No person in the course of doing business shall knowingly and intentionally expose any individual to a chemical known to the state to cause cancer or reproductive toxicity without first giving clear and reasonable warning to such individual, except as provided in Section 25249.10

.

This has no recognition of toxicity level, carcinogenicity, concentration, dosage, or path, all of which are what matter in risk, and this kind of legislation and policy is what leads to warnings that are merely silly and dilute the important warnings of real risk that we need to pay attention to. Your automobile battery, for example, is a really big hunk of lead. It’s very dangerous in at least three ways: the lead sits in a pot of acid, the battery is quite heavy and could break your toe if your drop it, and it can explode if you create a spark near it when its charging. The lead, though there’s lots of it there, is a disposal/pollution concern, not a use risk in this case. Like the two-odd pounds of lead in the glass in your CRT computer monitor that kept it from giving you cancer (radiation!) all those hours you looked at it.

WTF? Lead in a power cord?

Is there really a significant amount of lead in the power cord of a DVD drive? There shouldn’t be.

Lead is hideously nasty stuff. The dose that will measurably lower a child’s IQ is measured in micrograms. Now maybe the lead that Toshiba warns about in the customer instructions Mike had such a good time making fun of is in nanograms, and is mentioned only because of California’s silly toxic substances law (another intitiative special).

But if not, then what’s lead doing in an ordinary power cord? “Wash hands after handling?” No, if there’s enough lead to matter in the power cord, throw the DVD drive away and never buy anything from that manufacturer again.

Update Duhhhhhh…A reader points out the obvious answer: solder. “Until very recently,” he reports, most electrical and electronic assemblies had milligrams, even grams, of lead in the form of solder.” But see Mike’s reply above for an alternative and more convincing answer: lead is used to stabliize the polyvinyl chloride — PVC used as insulation. A reader points out that most garden hoses are made of PVC, and a garden hose recently purchased from Sears carried a warning not to drink from it: a warning I would guess few children know about, let alone heed.

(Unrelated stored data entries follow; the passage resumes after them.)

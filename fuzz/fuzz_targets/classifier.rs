#![no_main]

use libfuzzer_sys::fuzz_target;
use std::io::Cursor;
use suspscan::ManualSuspendableClassifier;

fuzz_target!(|data: &[u8]| {
    let _ = ManualSuspendableClassifier::from_reader(Cursor::new(data), "fuzz");
});
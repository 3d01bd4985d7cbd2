//! # suspscan Prelude
//!
//! This module provides a convenient prelude for the most commonly used types
//! from the library. Import it to get quick access to the model types, the
//! analysis structures, and error handling in one line.

// ================================================================================================
// Core Types and Error Handling
// ================================================================================================

/// The main error type for all suspscan operations
pub use crate::Error;

/// The result type used throughout suspscan
pub use crate::Result;

// ================================================================================================
// Program Model
// ================================================================================================

/// Method identity, flags, and per-method records
pub use crate::model::{MethodFlags, MethodId, MethodRecord};

/// The per-run program snapshot and its hierarchy edges
pub use crate::model::{ProgramModel, TypeEdge};

// ================================================================================================
// Analysis
// ================================================================================================

/// Call graph construction and override resolution
pub use crate::analysis::callgraph::{CallGraph, CallGraphStats, OverrideResolver, ResolverStats};

/// Suspendable classification: engine, manual classifier, results
pub use crate::analysis::suspend::{
    scan_program, ManualSuspendableClassifier, ScanResults, SuspendScan,
};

Mike is entirely right: the practice of throwing warnings about indiscriminately is bad for the public health. One the other hand, I’d like to know more than I do now about the quantitative relationships here: are we dealing with micrograms or nanograms? If it’s micrograms, then I’m not sure Mike is right that fire-safety considerations trump the toxic risk of lead

Second update Edited to get the units right; the relevant dosage is in the microgram range (single digits of micrograms per deciliter of blood) not the nanogram range. Perhaps if the lead had been taken out of gasoline in the 1930s rather than the 1980s I’d make fewer mistakes.

Third update Another reader points out that garden hoses are now made of PVC [Yup, but not all, and not all lead-stabilized. Good advice here. —mo’h]

Uh-oh…

This is very bad news, except maybe for Chinese extreme outdoor down clothing factories. London is at the same latitude as southern Hudson’s Bay; Rome and Madrid are about as far north as New York. Without the Gulf Stream pumped-hot-water heating system, Europe would be a very different place. The world may be getting warmer generally, but if (a fair number of scientists are starting to say when) the Atlantic circulation stops, some important parts of it will go the other way, and dramatically so. Just to offer one example, all of France could easily find itself above the practical limit of cultivation of Vitis vinifera, the wine grape.

Of course the habitability of a small continent isn’t something we should have to bear any economic cost to prevent, certainly we wouldn’t betray our most fundamental national principles of big houses and cars for a bunch of foreigners. Anyway, they’ve been taking all that heat right from Florida for centuries and not paying us a cent for it. Defeatist talk about a carbon tax just encourages…encourages somebody bad, certainly, I’m sure it’s treasonous.

But you might want to take your kids to Europe sooner rather than later to be sure they don’t miss it.